_What the task requires_
With no omissions, write out every record given below.

_Task material_
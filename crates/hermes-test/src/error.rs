//! Test error types.

use thiserror::Error;

/// Errors raised while building a request or reading a response.
#[derive(Debug, Error)]
pub enum TestError {
    /// The request could not be built.
    #[error("request build error: {0}")]
    RequestBuild(String),

    /// A header name or value is invalid.
    #[error("invalid header: {0}")]
    InvalidHeader(String),

    /// The body is not valid UTF-8.
    #[error("body is not valid UTF-8: {0}")]
    Utf8(#[from] std::string::FromUtf8Error),

    /// JSON serialization or deserialization failed.
    #[error("JSON error: {0}")]
    Json(#[from] serde_json::Error),

    /// Form encoding failed.
    #[error("form encoding error: {0}")]
    Form(#[from] serde_urlencoded::ser::Error),
}

#[cfg(test)]
mod tests {
    use super::*;

    #[test]
    fn test_display() {
        let error = TestError::InvalidHeader("bad name".to_string());
        assert_eq!(error.to_string(), "invalid header: bad name");
    }

    #[test]
    fn test_from_json_error() {
        let source = serde_json::from_str::<serde_json::Value>("{").unwrap_err();
        let error = TestError::from(source);
        assert!(matches!(error, TestError::Json(_)));
        assert!(error.to_string().starts_with("JSON error"));
    }
}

_Exercise answer_
filename crates/hermes-test/src/error.rs
//! Test error types.

use thiserror::Error;

/// Errors raised while building a request or reading a response.
#[derive(Debug, Error)]
pub enum TestError {
    /// The request could not be built.
    #[error("request build error: {0}")]
    RequestBuild(String),

    /// A header name or value is invalid.
    #[error("invalid header: {0}")]
    InvalidHeader(String),

    /// The body is not valid UTF-8.
    #[error("body is not valid UTF-8: {0}")]
    Utf8(#[from] std::string::FromUtf8Error),

    /// JSON serialization or deserialization failed.
    #[error("JSON error: {0}")]
    Json(#[from] serde_json::Error),

    /// Form encoding failed.
    #[error("form encoding error: {0}")]
    Form(#[from] serde_urlencoded::ser::Error),
}

#[cfg(test)]
mod tests {
    use super::*;

    #[test]
    fn test_display() {
        let error = TestError::InvalidHeader("bad name".to_string());
        assert_eq!(error.to_string(), "invalid header: bad name");
    }

    #[test]
    fn test_from_json_error() {
        let source = serde_json::from_str::<serde_json::Value>("{").unwrap_err();
        let error = TestError::from(source);
        assert!(matches!(error, TestError::Json(_)));
        assert!(error.to_string().starts_with("JSON error"));
    }
}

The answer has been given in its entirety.